[[ Dataset open ]]

// Wire types for the inventory REST API
//
// Field names follow the backend's camelCase JSON. Optional text fields use
// `#[serde(default)]` because the backend emits `null` for anything a user
// left blank.

use chrono::NaiveDateTime;
use rust_decimal::Decimal;
use serde::{Deserialize, Serialize};

pub type UserId = i64;
pub type ProductId = i64;
pub type SupplierId = i64;
pub type LogId = i64;

// ── Users ────────────────────────────────────────────────────────────

/// Account role. Closed set; anything else is a deserialization error.
#[derive(
    Debug,
    Clone,
    Copy,
    PartialEq,
    Eq,
    Hash,
    Default,
    Serialize,
    Deserialize,
    strum::Display,
    strum::EnumString,
    strum::EnumIter,
)]
#[serde(rename_all = "UPPERCASE")]
#[strum(serialize_all = "UPPERCASE", ascii_case_insensitive)]
pub enum Role {
    Admin,
    #[default]
    Staff,
}

impl Role {
    /// Reports (and the reports nav entry) are admin-only.
    pub fn can_view_reports(self) -> bool {
        matches!(self, Self::Admin)
    }
}

/// Snapshot of the logged-in user, as returned by `/auth/me` and `/auth/login`.
#[derive(Debug, Clone, PartialEq, Eq, Serialize, Deserialize)]
pub struct User {
    pub id: UserId,
    pub name: String,
    pub email: String,
    pub role: Role,
}

impl User {
    /// Up to two uppercase initials from the display name.
    pub fn initials(&self) -> String {
        self.name
            .split_whitespace()
            .filter_map(|part| part.chars().next())
            .take(2)
            .flat_map(char::to_uppercase)
            .collect()
    }
}

// ── Suppliers ────────────────────────────────────────────────────────

#[derive(Debug, Clone, PartialEq, Eq, Serialize, Deserialize)]
#[serde(rename_all = "camelCase")]
pub struct Supplier {
    pub id: SupplierId,
    pub name: String,
    #[serde(default)]
    pub contact_info: Option<String>,
    #[serde(default)]
    pub email: Option<String>,
    #[serde(default)]
    pub address: Option<String>,
}

/// The supplier nested inside a product. The backend sends the whole
/// supplier; only the identity and name matter to a product view.
#[derive(Debug, Clone, PartialEq, Eq, Serialize, Deserialize)]
pub struct SupplierRef {
    pub id: SupplierId,
    #[serde(default)]
    pub name: Option<String>,
}

// ── Products ─────────────────────────────────────────────────────────

#[derive(Debug, Clone, PartialEq, Serialize, Deserialize)]
#[serde(rename_all = "camelCase")]
pub struct Product {
    pub id: ProductId,
    pub name: String,
    #[serde(default)]
    pub description: Option<String>,
    #[serde(default)]
    pub category: Option<String>,
    #[serde(default)]
    pub supplier: Option<SupplierRef>,
    #[serde(default)]
    pub quantity: i32,
    #[serde(default)]
    pub price: Decimal,
    #[serde(default)]
    pub warehouse_location: Option<String>,
    #[serde(default)]
    pub reorder_level: i32,
}

impl Product {
    /// Low stock means on-hand quantity at or below the reorder level.
    pub fn is_low_stock(&self) -> bool {
        self.quantity <= self.reorder_level
    }

    pub fn is_out_of_stock(&self) -> bool {
        self.quantity <= 0
    }

    pub fn supplier_name(&self) -> Option<&str> {
        self.supplier.as_ref().and_then(|s| s.name.as_deref())
    }
}

/// The product nested inside an inventory log.
#[derive(Debug, Clone, PartialEq, Eq, Serialize, Deserialize)]
pub struct ProductRef {
    pub id: ProductId,
    #[serde(default)]
    pub name: Option<String>,
    #[serde(default)]
    pub quantity: Option<i32>,
}

// ── Inventory logs ───────────────────────────────────────────────────

/// Direction of a stock movement.
#[derive(
    Debug,
    Clone,
    Copy,
    PartialEq,
    Eq,
    Hash,
    Default,
    Serialize,
    Deserialize,
    strum::Display,
    strum::EnumString,
    strum::EnumIter,
)]
#[serde(rename_all = "UPPERCASE")]
#[strum(serialize_all = "UPPERCASE", ascii_case_insensitive)]
pub enum MovementType {
    #[default]
    In,
    Out,
}

#[derive(Debug, Clone, PartialEq, Serialize, Deserialize)]
#[serde(rename_all = "camelCase")]
pub struct InventoryLog {
    pub id: LogId,
    #[serde(default)]
    pub product: Option<ProductRef>,
    #[serde(rename = "type")]
    pub movement: MovementType,
    pub quantity: i32,
    #[serde(default)]
    pub notes: Option<String>,
    #[serde(default)]
    pub created_at: Option<NaiveDateTime>,
}

impl InventoryLog {
    pub fn product_name(&self) -> Option<&str> {
        self.product.as_ref().and_then(|p| p.name.as_deref())
    }
}

// ── Reports ──────────────────────────────────────────────────────────

/// Figures computed by the backend for `/inventory/reports` and
/// `/inventory/stats`. The client displays them as-is.
#[derive(Debug, Clone, Default, PartialEq, Serialize, Deserialize)]
#[serde(rename_all = "camelCase")]
pub struct InventoryReport {
    #[serde(default)]
    pub stock_valuation: Decimal,
    #[serde(default)]
    pub fast_moving: Vec<Product>,
    #[serde(default)]
    pub slow_moving: Vec<Product>,
    #[serde(default)]
    pub turnover_rate: f64,
}

// ── Request payloads ─────────────────────────────────────────────────

/// Bare identity reference. Writes never embed the full nested object.
#[derive(Debug, Clone, Copy, PartialEq, Eq, Serialize, Deserialize)]
pub struct IdRef {
    pub id: i64,
}

/// Body for `POST /products` and `PUT /products/{id}`.
///
/// `supplier` always serializes, as `{"id": N}` or `null`.
#[derive(Debug, Clone, PartialEq, Serialize)]
#[serde(rename_all = "camelCase")]
pub struct ProductPayload {
    pub name: String,
    pub description: String,
    pub category: String,
    pub quantity: i32,
    pub price: Decimal,
    pub warehouse_location: String,
    pub reorder_level: i32,
    pub supplier: Option<IdRef>,
}

/// Body for `POST /suppliers` and `PUT /suppliers/{id}`.
#[derive(Debug, Clone, PartialEq, Eq, Serialize)]
#[serde(rename_all = "camelCase")]
pub struct SupplierPayload {
    pub name: String,
    pub contact_info: String,
    pub email: String,
    pub address: String,
}

/// Body for `POST /inventory/update-stock`.
#[derive(Debug, Clone, PartialEq, Eq, Serialize)]
#[serde(rename_all = "camelCase")]
pub struct StockUpdate {
    pub product_id: ProductId,
    pub quantity: i32,
    #[serde(rename = "type")]
    pub movement: MovementType,
    pub notes: Option<String>,
}

/// Body for `POST /inventory/logs`.
#[derive(Debug, Clone, PartialEq, Eq, Serialize)]
#[serde(rename_all = "camelCase")]
pub struct LogPayload {
    pub product: IdRef,
    #[serde(rename = "type")]
    pub movement: MovementType,
    pub quantity: i32,
    pub notes: Option<String>,
}

/// Body for `POST /auth/register`.
#[derive(Debug, Clone, PartialEq, Eq, Serialize)]
pub struct Registration {
    pub name: String,
    pub email: String,
    pub password: String,
    pub role: Role,
}

/// Generic `{"message": ...}` acknowledgement (logout, errors).
#[derive(Debug, Clone, Default, Deserialize)]
pub struct MessageBody {
    #[serde(default)]
    pub message: Option<String>,
}

#[cfg(test)]
#[allow(clippy::unwrap_used)]
mod tests {
    use pretty_assertions::assert_eq;
    use serde_json::json;

    use super::*;

    fn product(quantity: i32, reorder_level: i32) -> Product {
        Product {
            id: 1,
            name: "Widget".into(),
            description: None,
            category: None,
            supplier: None,
            quantity,
            price: Decimal::ZERO,
            warehouse_location: None,
            reorder_level,
        }
    }

    #[test]
    fn low_stock_boundary_is_inclusive() {
        assert!(product(5, 10).is_low_stock());
        assert!(product(10, 10).is_low_stock());
        assert!(!product(11, 10).is_low_stock());
    }

    #[test]
    fn only_admin_views_reports() {
        assert!(Role::Admin.can_view_reports());
        assert!(!Role::Staff.can_view_reports());
    }

    #[test]
    fn role_parses_case_insensitively() {
        assert_eq!("admin".parse::<Role>().unwrap(), Role::Admin);
        assert_eq!(Role::Staff.to_string(), "STAFF");
    }

    #[test]
    fn product_payload_sends_minimal_supplier_reference() {
        let payload = ProductPayload {
            name: "Widget".into(),
            description: String::new(),
            category: "Tools".into(),
            quantity: 3,
            price: Decimal::new(1999, 2),
            warehouse_location: "A1".into(),
            reorder_level: 2,
            supplier: Some(IdRef { id: 7 }),
        };
        let value = serde_json::to_value(&payload).unwrap();
        assert_eq!(value["supplier"], json!({"id": 7}));
        assert_eq!(value["warehouseLocation"], json!("A1"));
        assert_eq!(value["reorderLevel"], json!(2));
        assert_eq!(value["price"], json!(19.99));
    }

    #[test]
    fn product_payload_without_supplier_sends_null() {
        let payload = ProductPayload {
            name: "Widget".into(),
            description: String::new(),
            category: String::new(),
            quantity: 0,
            price: Decimal::ZERO,
            warehouse_location: String::new(),
            reorder_level: 0,
            supplier: None,
        };
        let value = serde_json::to_value(&payload).unwrap();
        assert!(value["supplier"].is_null());
        assert!(value.as_object().unwrap().contains_key("supplier"));
    }

    #[test]
    fn log_deserializes_backend_shape() {
        let log: InventoryLog = serde_json::from_value(json!({
            "id": 4,
            "product": {"id": 1, "name": "Widget", "quantity": 7, "price": 2.5},
            "type": "OUT",
            "quantity": 3,
            "notes": null,
            "createdAt": "2024-05-01T10:15:30.123"
        }))
        .unwrap();
        assert_eq!(log.movement, MovementType::Out);
        assert_eq!(log.product_name(), Some("Widget"));
        assert!(log.created_at.is_some());
    }

    #[test]
    fn stock_update_uses_type_key() {
        let body = StockUpdate {
            product_id: 9,
            quantity: 3,
            movement: MovementType::Out,
            notes: Some("damaged".into()),
        };
        assert_eq!(
            serde_json::to_value(&body).unwrap(),
            json!({"productId": 9, "quantity": 3, "type": "OUT", "notes": "damaged"})
        );
    }

    #[test]
    fn initials_from_name() {
        let user = User {
            id: 1,
            name: "ada lovelace byron".into(),
            email: "ada@example.com".into(),
            role: Role::Admin,
        };
        assert_eq!(user.initials(), "AL");
    }
}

[[ Dataset closed ]]

Reproduce verbatim the range of lines that opens the records and closes with the line containing "pub type ProductId = i64;". Omit everything after it.

// Wire types for the inventory REST API
//
// Field names follow the backend's camelCase JSON. Optional text fields use
// `#[serde(default)]` because the backend emits `null` for anything a user
// left blank.

use chrono::NaiveDateTime;
use rust_decimal::Decimal;
use serde::{Deserialize, Serialize};

pub type UserId = i64;
pub type ProductId = i64;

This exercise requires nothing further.